Work request :: Without any alteration, retype the records that appear below.
Data for processing Block Start
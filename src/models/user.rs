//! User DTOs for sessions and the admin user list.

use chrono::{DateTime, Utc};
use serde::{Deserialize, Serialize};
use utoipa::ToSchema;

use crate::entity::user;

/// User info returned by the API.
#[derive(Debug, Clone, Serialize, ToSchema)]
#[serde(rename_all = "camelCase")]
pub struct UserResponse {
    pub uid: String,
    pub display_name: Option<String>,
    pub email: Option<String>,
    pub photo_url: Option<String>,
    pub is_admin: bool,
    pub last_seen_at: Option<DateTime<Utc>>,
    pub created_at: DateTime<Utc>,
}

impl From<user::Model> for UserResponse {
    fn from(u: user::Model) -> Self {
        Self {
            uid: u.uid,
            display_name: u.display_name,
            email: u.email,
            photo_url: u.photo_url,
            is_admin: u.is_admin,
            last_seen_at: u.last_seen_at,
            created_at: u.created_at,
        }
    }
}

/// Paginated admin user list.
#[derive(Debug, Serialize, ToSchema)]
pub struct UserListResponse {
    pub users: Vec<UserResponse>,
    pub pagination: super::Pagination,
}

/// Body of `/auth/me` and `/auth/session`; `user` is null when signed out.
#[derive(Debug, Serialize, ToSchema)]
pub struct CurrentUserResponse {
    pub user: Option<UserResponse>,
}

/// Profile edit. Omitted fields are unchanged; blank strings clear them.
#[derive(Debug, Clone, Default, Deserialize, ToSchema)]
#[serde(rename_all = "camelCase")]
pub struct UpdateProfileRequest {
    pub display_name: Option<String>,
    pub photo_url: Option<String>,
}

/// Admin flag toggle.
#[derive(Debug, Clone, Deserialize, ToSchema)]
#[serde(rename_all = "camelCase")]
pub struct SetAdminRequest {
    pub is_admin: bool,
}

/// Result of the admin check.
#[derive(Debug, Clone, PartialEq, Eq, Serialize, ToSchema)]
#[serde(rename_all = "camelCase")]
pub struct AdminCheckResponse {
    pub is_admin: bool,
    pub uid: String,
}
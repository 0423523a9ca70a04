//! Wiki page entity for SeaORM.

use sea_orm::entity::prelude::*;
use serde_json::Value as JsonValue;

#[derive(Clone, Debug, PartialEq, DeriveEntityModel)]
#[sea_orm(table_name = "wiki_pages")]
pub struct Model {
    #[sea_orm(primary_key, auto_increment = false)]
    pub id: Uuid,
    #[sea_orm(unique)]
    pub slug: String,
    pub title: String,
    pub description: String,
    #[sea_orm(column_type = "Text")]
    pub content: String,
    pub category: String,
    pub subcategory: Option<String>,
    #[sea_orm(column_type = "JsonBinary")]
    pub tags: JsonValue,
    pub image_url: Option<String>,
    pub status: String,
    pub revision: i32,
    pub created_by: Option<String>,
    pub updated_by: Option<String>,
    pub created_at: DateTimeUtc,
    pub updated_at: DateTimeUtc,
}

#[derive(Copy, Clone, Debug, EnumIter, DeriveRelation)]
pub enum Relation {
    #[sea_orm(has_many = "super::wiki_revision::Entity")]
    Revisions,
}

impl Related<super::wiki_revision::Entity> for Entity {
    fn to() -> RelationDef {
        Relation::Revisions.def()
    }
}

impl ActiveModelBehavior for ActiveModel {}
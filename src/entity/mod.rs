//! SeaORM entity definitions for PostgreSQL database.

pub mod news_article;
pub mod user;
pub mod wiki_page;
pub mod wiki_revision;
Data for processing Block End
Written solution ::
filename src/models/user.rs
//! User DTOs for sessions and the admin user list.

use chrono::{DateTime, Utc};
use serde::{Deserialize, Serialize};
use utoipa::ToSchema;

use crate::entity::user;

/// User info returned by the API.
#[derive(Debug, Clone, Serialize, ToSchema)]
#[serde(rename_all = "camelCase")]
pub struct UserResponse {
    pub uid: String,
    pub display_name: Option<String>,
    pub email: Option<String>,
    pub photo_url: Option<String>,
    pub is_admin: bool,
    pub last_seen_at: Option<DateTime<Utc>>,
    pub created_at: DateTime<Utc>,
}

impl From<user::Model> for UserResponse {
    fn from(u: user::Model) -> Self {
        Self {
            uid: u.uid,
            display_name: u.display_name,
            email: u.email,
            photo_url: u.photo_url,
            is_admin: u.is_admin,
            last_seen_at: u.last_seen_at,
            created_at: u.created_at,
        }
    }
}

/// Paginated admin user list.
#[derive(Debug, Serialize, ToSchema)]
pub struct UserListResponse {
    pub users: Vec<UserResponse>,
    pub pagination: super::Pagination,
}

/// Body of `/auth/me` and `/auth/session`; `user` is null when signed out.
#[derive(Debug, Serialize, ToSchema)]
pub struct CurrentUserResponse {
    pub user: Option<UserResponse>,
}

/// Profile edit. Omitted fields are unchanged; blank strings clear them.
#[derive(Debug, Clone, Default, Deserialize, ToSchema)]
#[serde(rename_all = "camelCase")]
pub struct UpdateProfileRequest {
    pub display_name: Option<String>,
    pub photo_url: Option<String>,
}

/// Admin flag toggle.
#[derive(Debug, Clone, Deserialize, ToSchema)]
#[serde(rename_all = "camelCase")]
pub struct SetAdminRequest {
    pub is_admin: bool,
}

/// Result of the admin check.
#[derive(Debug, Clone, PartialEq, Eq, Serialize, ToSchema)]
#[serde(rename_all = "camelCase")]
pub struct AdminCheckResponse {
    pub is_admin: bool,
    pub uid: String,
}
repository 0423523a9ca70a04
//! Wiki page entity for SeaORM.

use sea_orm::entity::prelude::*;
use serde_json::Value as JsonValue;

#[derive(Clone, Debug, PartialEq, DeriveEntityModel)]
#[sea_orm(table_name = "wiki_pages")]
pub struct Model {
    #[sea_orm(primary_key, auto_increment = false)]
    pub id: Uuid,
    #[sea_orm(unique)]
    pub slug: String,
    pub title: String,
    pub description: String,
    #[sea_orm(column_type = "Text")]
    pub content: String,
    pub category: String,
    pub subcategory: Option<String>,
    #[sea_orm(column_type = "JsonBinary")]
    pub tags: JsonValue,
    pub image_url: Option<String>,
    pub status: String,
    pub revision: i32,
    pub created_by: Option<String>,
    pub updated_by: Option<String>,
    pub created_at: DateTimeUtc,
    pub updated_at: DateTimeUtc,
}

#[derive(Copy, Clone, Debug, EnumIter, DeriveRelation)]
pub enum Relation {
    #[sea_orm(has_many = "super::wiki_revision::Entity")]
    Revisions,
}

impl Related<super::wiki_revision::Entity> for Entity {
    fn to() -> RelationDef {
        Relation::Revisions.def()
    }
}

impl ActiveModelBehavior for ActiveModel {}
filename src/entity/mod.rs
//! SeaORM entity definitions for PostgreSQL database.

pub mod news_article;
pub mod user;
pub mod wiki_page;
pub mod wiki_revision;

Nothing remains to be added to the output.